[ AK: I redid Kevin's fix to be simpler, but the idea and original
analysis of the problem is from Kevin]
This avoid allocation failures on some SATA systems like Nvidia CK8
when the IOMMU gets fragmented. Modern SATA devices have quite large queues
(128 entries) and the FS with ext2/3 is good enough now that it often
passes whole 128 page sg lists down to the driver. These require
512K of continuous free space in the IOMMU aperture to map when merged.
When the IOMMU is fragmented this could lead to spurious IO errors
due to failing mappings.
Short term fix is to just try to map the SG list again unmerged
page by page - this way fragmentation doesn't matter anymore.
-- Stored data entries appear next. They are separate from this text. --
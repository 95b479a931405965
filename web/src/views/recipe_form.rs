//! Create and edit recipe views sharing one editor form.
//!
//! Both routes are wrapped in the cook-or-admin guard; the editor itself
//! additionally hides behind the author-or-admin check when editing.

use api::models::{Category, RecipeForm};
use dioxus::prelude::*;
use store::{authz, Role, RouteRequirement};
use ui::{use_api, use_session, ErrorBanner, Guarded};

use crate::Route;

#[component]
pub fn CreateRecipe() -> Element {
    rsx! {
        Guarded {
            requirement: RouteRequirement::Roles(vec![Role::Cook, Role::Admin]),
            RecipeEditor { recipe_id: None }
        }
    }
}

#[component]
pub fn EditRecipe(id: i64) -> Element {
    rsx! {
        Guarded {
            requirement: RouteRequirement::Roles(vec![Role::Cook, Role::Admin]),
            RecipeEditor { recipe_id: Some(id) }
        }
    }
}

#[component]
fn RecipeEditor(recipe_id: Option<i64>) -> Element {
    let api = use_api();
    let session = use_session();
    let nav = use_navigator();

    let mut title = use_signal(String::new);
    let mut description = use_signal(String::new);
    let mut ingredients = use_signal(String::new);
    let mut instructions = use_signal(String::new);
    let mut category = use_signal(|| Option::<Category>::None);
    let mut image_url = use_signal(String::new);
    let mut video_url = use_signal(String::new);
    let mut error = use_signal(String::new);
    let mut saving = use_signal(|| false);
    let mut allowed = use_signal(|| true);

    let editing = recipe_id.is_some();

    // Editing starts by loading the current recipe into the form. Editors
    // who are neither the author nor an admin get bounced home.
    let load_api = api.clone();
    let load_session = session.clone();
    let _loader = use_resource(move || {
        let api = load_api.clone();
        let viewer = load_session.current();
        async move {
            let Some(id) = recipe_id else { return };
            match api.recipe(id).await {
                Ok(full) => {
                    if !authz::can_manage_recipe(viewer.as_ref(), full.user.as_ref().map(|u| u.id))
                    {
                        allowed.set(false);
                        return;
                    }
                    title.set(full.title);
                    description.set(full.description);
                    ingredients.set(full.ingredients);
                    instructions.set(full.instructions);
                    category.set(Some(full.category));
                    image_url.set(full.image_url.unwrap_or_default());
                    video_url.set(full.video_url.unwrap_or_default());
                }
                Err(err) => {
                    tracing::error!("loading recipe {id} for editing: {err}");
                    error.set(format!("Could not load recipe: {}", err.message()));
                }
            }
        }
    });

    if !allowed() {
        nav.replace(Route::Home {});
        return rsx! {};
    }

    let submit_api = api.clone();
    let handle_submit = move |evt: FormEvent| {
        evt.prevent_default();
        if title().trim().is_empty() {
            error.set("Title is required".to_string());
            return;
        }
        if category().is_none() {
            error.set("Please pick a category".to_string());
            return;
        }
        let api = submit_api.clone();
        let form = RecipeForm {
            title: title().trim().to_string(),
            description: description().trim().to_string(),
            ingredients: ingredients(),
            instructions: instructions(),
            category: category(),
            image_url: image_url().trim().to_string(),
            video_url: video_url().trim().to_string(),
        };
        spawn(async move {
            error.set(String::new());
            saving.set(true);
            let result = match recipe_id {
                Some(id) => api.update_recipe(id, &form).await,
                None => api.create_recipe(&form).await,
            };
            match result {
                Ok(saved) => {
                    nav.push(Route::RecipeDetail { id: saved.id });
                }
                Err(err) => {
                    tracing::error!("saving recipe: {err}");
                    saving.set(false);
                    error.set(err.message().to_string());
                }
            }
        });
    };

    rsx! {
        div {
            class: "page recipe-form-page",
            h1 {
                if editing { "Edit Recipe" } else { "Create New Recipe" }
            }

            ErrorBanner { message: error() }

            form {
                class: "recipe-form",
                onsubmit: handle_submit,

                label { r#for: "title", "Title" }
                input {
                    id: "title",
                    r#type: "text",
                    placeholder: "Recipe title",
                    value: title(),
                    oninput: move |evt| title.set(evt.value()),
                }

                label { r#for: "description", "Description" }
                textarea {
                    id: "description",
                    placeholder: "A short description of the dish",
                    value: description(),
                    oninput: move |evt| description.set(evt.value()),
                }

                label { "Category" }
                div {
                    class: "category-filter",
                    for option in Category::ALL {
                        button {
                            r#type: "button",
                            class: if category() == Some(option) { "chip chip-active" } else { "chip" },
                            onclick: move |_| category.set(Some(option)),
                            "{option.label()}"
                        }
                    }
                }

                label { r#for: "ingredients", "Ingredients (one per line)" }
                textarea {
                    id: "ingredients",
                    class: "tall",
                    placeholder: "2 cups flour\n1 tsp salt\n...",
                    value: ingredients(),
                    oninput: move |evt| ingredients.set(evt.value()),
                }

                label { r#for: "instructions", "Instructions" }
                textarea {
                    id: "instructions",
                    class: "tall",
                    placeholder: "Step by step instructions",
                    value: instructions(),
                    oninput: move |evt| instructions.set(evt.value()),
                }

                label { r#for: "image-url", "Image URL" }
                input {
                    id: "image-url",
                    r#type: "url",
                    placeholder: "https://...",
                    value: image_url(),
                    oninput: move |evt| image_url.set(evt.value()),
                }

                label { r#for: "video-url", "Video URL" }
                input {
                    id: "video-url",
                    r#type: "url",
                    placeholder: "https://...",
                    value: video_url(),
                    oninput: move |evt| video_url.set(evt.value()),
                }

                div {
                    class: "form-actions",
                    button {
                        r#type: "button",
                        class: "secondary",
                        onclick: move |_| { nav.go_back(); },
                        "Cancel"
                    }
                    button {
                        r#type: "submit",
                        class: "primary",
                        disabled: saving(),
                        if saving() {
                            "Saving..."
                        } else if editing {
                            "Save Changes"
                        } else {
                            "Publish Recipe"
                        }
                    }
                }
            }
        }
    }
}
The code for that was already there, but it just wasn't enabled for the
merge case.
According to Kevin at least the Nvidia device doesn't seem to benefit
from merging much anyways, so the only slowdown is from trying
to do an unnecessary merge attempt.
Kevin plans to implement better fragmentation avoidance in the future,
but that wouldn't be 2.6.16 material.
TBD: should add some statistic counters to count how often that really
happens.
Signed-off-by: Andi Kleen <ak@suse.de>
Signed-off-by: Linus Torvalds <torvalds@osdl.org>
error:
flush_gart(NULL);
gart_unmap_sg(dev, sg, nents, dir);
- /* When it was forced try again unforced */
- if (force_iommu)
- return dma_map_sg_nonforce(dev, sg, nents, dir);
+ /* When it was forced or merged try again in a dumb way */
+ if (force_iommu || iommu_merge) {
+ out = dma_map_sg_nonforce(dev, sg, nents, dir);
+ if (out > 0)
+ return out;
+ }
if (panic_on_overflow)
panic("dma_map_sg: overflow on %lu pages\n", pages);
iommu_full(dev, pages << PAGE_SHIFT, dir);